↓
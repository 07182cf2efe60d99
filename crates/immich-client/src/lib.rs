//! # Immich Client
//!
//! Async client for the Immich `/server/statistics` and `/server/storage`
//! endpoints.
//!
//! ```no_run
//! use immich_client::ImmichClient;
//!
//! # async fn run() -> immich_common::Result<()> {
//! let client = ImmichClient::new("http://localhost:2283/api", "api-key", reqwest::Client::new());
//! let stats = client.fetch_server_statistics().await?;
//! println!("{} photos, {} videos", stats.photos, stats.videos);
//! # Ok(())
//! # }
//! ```

#![warn(clippy::all)]
#![allow(clippy::module_name_repetitions)]

pub mod client;
pub mod models;

pub use client::{ImmichClient, StatsClient, SERVER_STATISTICS_PATH, SERVER_STORAGE_PATH};
pub use immich_common::{ImmichError, Result};
pub use models::{ServerStatistics, Storage, UsageByUser};
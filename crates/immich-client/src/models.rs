//! Response models for the Immich server endpoints
//!
//! Field names follow the Immich API (camelCase) without transformation.
//! Missing fields decode to their zero value, so `Default` doubles as the
//! empty result.

use serde::{Deserialize, Serialize};

// ============================================================================
// Server Statistics Models
// ============================================================================

/// Response model for `GET /server/statistics`
#[derive(Debug, Clone, Default, PartialEq, Eq, Deserialize, Serialize)]
#[serde(rename_all = "camelCase", default)]
pub struct ServerStatistics {
    /// Number of photos across all users
    pub photos: i64,
    /// Number of videos across all users
    pub videos: i64,
    /// Total bytes used
    pub usage: i64,
    /// Bytes used by photos
    pub usage_photos: i64,
    /// Bytes used by videos
    pub usage_videos: i64,
    /// Per-user breakdown, in server order
    pub usage_by_user: Vec<UsageByUser>,
}

impl ServerStatistics {
    /// Photos and videos combined
    pub fn total_assets(&self) -> i64 {
        self.photos + self.videos
    }

    /// Look up the usage record of a single user
    pub fn user(&self, user_id: &str) -> Option<&UsageByUser> {
        self.usage_by_user.iter().find(|u| u.user_id == user_id)
    }
}

/// Usage of a single user
#[derive(Debug, Clone, Default, PartialEq, Eq, Deserialize, Serialize)]
#[serde(rename_all = "camelCase", default)]
pub struct UsageByUser {
    pub user_id: String,
    #[serde(rename = "userName")]
    pub username: String,
    pub photos: i64,
    pub videos: i64,
    /// Storage quota; `None` when the user has no quota
    pub quota_size_in_bytes: Option<i64>,
    pub usage: i64,
    pub usage_photos: i64,
    pub usage_videos: i64,
}

impl UsageByUser {
    /// Share of the quota in use, in percent. `None` without a positive quota.
    pub fn quota_usage_percentage(&self) -> Option<f64> {
        match self.quota_size_in_bytes {
            Some(quota) if quota > 0 => Some(self.usage as f64 / quota as f64 * 100.0),
            _ => None,
        }
    }
}

// ============================================================================
// Storage Models
// ============================================================================

/// Response model for `GET /server/storage`
#[derive(Debug, Clone, Default, PartialEq, Deserialize, Serialize)]
#[serde(rename_all = "camelCase", default)]
pub struct Storage {
    /// Human readable used space (e.g. "1.2 TiB")
    pub disk_use: String,
    pub disk_use_raw: i64,
    /// Human readable free space
    pub disk_available: String,
    pub disk_available_raw: i64,
    /// Human readable disk size
    pub disk_size: String,
    pub disk_size_raw: i64,
    /// Used space in percent
    pub disk_usage_percentage: f64,
}

impl Storage {
    /// Whether disk usage has reached `threshold_percent`
    pub fn is_nearly_full(&self, threshold_percent: f64) -> bool {
        self.disk_usage_percentage >= threshold_percent
    }
}
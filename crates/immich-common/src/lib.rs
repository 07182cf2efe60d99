//! # Immich Common
//!
//! Error taxonomy and logging bootstrap shared by the Immich stats crates.

#![warn(clippy::all)]
#![allow(clippy::module_name_repetitions)]

pub mod error;
pub mod logging;

// Re-export commonly used types
pub use error::{ImmichError, Result};
pub use logging::{init_default_logging, init_dev_logging, init_logging, LoggingConfig};
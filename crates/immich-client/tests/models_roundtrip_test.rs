//! Property-based decode/encode tests for the response models.

use immich_client::{ServerStatistics, Storage, UsageByUser};
use proptest::prelude::*;
use serde_json::Value;

prop_compose! {
    fn arb_usage_by_user()(
        user_id in "[0-9a-f]{8}-[0-9a-f]{4}-[0-9a-f]{4}-[0-9a-f]{4}-[0-9a-f]{12}",
        username in any::<String>(),
        photos in any::<i64>(),
        videos in any::<i64>(),
        quota_size_in_bytes in proptest::option::of(any::<i64>()),
        usage in any::<i64>(),
        usage_photos in any::<i64>(),
        usage_videos in any::<i64>(),
    ) -> UsageByUser {
        UsageByUser {
            user_id,
            username,
            photos,
            videos,
            quota_size_in_bytes,
            usage,
            usage_photos,
            usage_videos,
        }
    }
}

prop_compose! {
    fn arb_server_statistics()(
        photos in any::<i64>(),
        videos in any::<i64>(),
        usage in any::<i64>(),
        usage_photos in any::<i64>(),
        usage_videos in any::<i64>(),
        usage_by_user in proptest::collection::vec(arb_usage_by_user(), 0..8),
    ) -> ServerStatistics {
        ServerStatistics {
            photos,
            videos,
            usage,
            usage_photos,
            usage_videos,
            usage_by_user,
        }
    }
}

prop_compose! {
    fn arb_storage()(
        disk_use in "[0-9]{1,4}\\.[0-9] [KMGT]iB",
        disk_use_raw in any::<i64>(),
        disk_available in "[0-9]{1,4}\\.[0-9] [KMGT]iB",
        disk_available_raw in any::<i64>(),
        disk_size in "[0-9]{1,4}\\.[0-9] [KMGT]iB",
        disk_size_raw in any::<i64>(),
        // two decimals, as the server reports it
        hundredths in 0u32..=10_000,
    ) -> Storage {
        Storage {
            disk_use,
            disk_use_raw,
            disk_available,
            disk_available_raw,
            disk_size,
            disk_size_raw,
            disk_usage_percentage: f64::from(hundredths) / 100.0,
        }
    }
}

proptest! {
    #[test]
    fn test_server_statistics_roundtrip(stats in arb_server_statistics()) {
        let body = serde_json::to_string(&stats).unwrap();
        let decoded: ServerStatistics = serde_json::from_str(&body).unwrap();
        prop_assert_eq!(&decoded, &stats);

        let original: Value = serde_json::from_str(&body).unwrap();
        let re_encoded = serde_json::to_value(&decoded).unwrap();
        prop_assert_eq!(re_encoded, original);
    }

    #[test]
    fn test_usage_by_user_roundtrip(user in arb_usage_by_user()) {
        let body = serde_json::to_string(&user).unwrap();
        let decoded: UsageByUser = serde_json::from_str(&body).unwrap();
        prop_assert_eq!(decoded.quota_size_in_bytes, user.quota_size_in_bytes);
        prop_assert_eq!(&decoded, &user);
    }

    #[test]
    fn test_storage_roundtrip(storage in arb_storage()) {
        let body = serde_json::to_string(&storage).unwrap();
        let decoded: Storage = serde_json::from_str(&body).unwrap();
        prop_assert_eq!(&decoded, &storage);

        let original: Value = serde_json::from_str(&body).unwrap();
        prop_assert_eq!(serde_json::to_value(&decoded).unwrap(), original);
    }
}
//! Custom field validators

use url::Url;
use validator::ValidationError;

/// Validate that a base URL is absolute and uses http or https
pub fn validate_http_url(value: &str) -> Result<(), ValidationError> {
    let parsed = Url::parse(value).map_err(|_| ValidationError::new("invalid_url"))?;

    match parsed.scheme() {
        "http" | "https" if parsed.has_host() => Ok(()),
        "http" | "https" => Err(ValidationError::new("missing_host")),
        _ => Err(ValidationError::new("unsupported_url_scheme")),
    }
}

/// Validate a log level name
pub fn validate_log_level(level: &str) -> Result<(), ValidationError> {
    match level {
        "trace" | "debug" | "info" | "warn" | "error" => Ok(()),
        _ => Err(ValidationError::new("invalid_log_level")),
    }
}

/// Validate file path (basic check for valid path characters)
pub fn validate_file_path(path: &str) -> Result<(), ValidationError> {
    if path.is_empty() {
        return Err(ValidationError::new("empty_file_path"));
    }

    // Colon stays allowed for Windows drive letters (C:\)
    let invalid_chars = ['<', '>', '"', '|', '?', '*'];
    if path.chars().any(|c| invalid_chars.contains(&c)) {
        return Err(ValidationError::new("invalid_file_path_characters"));
    }

    Ok(())
}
↑
Once you find the string "without" in a line of the records, copy that line.

//! Field names follow the Immich API (camelCase) without transformation.
    /// Share of the quota in use, in percent. `None` without a positive quota.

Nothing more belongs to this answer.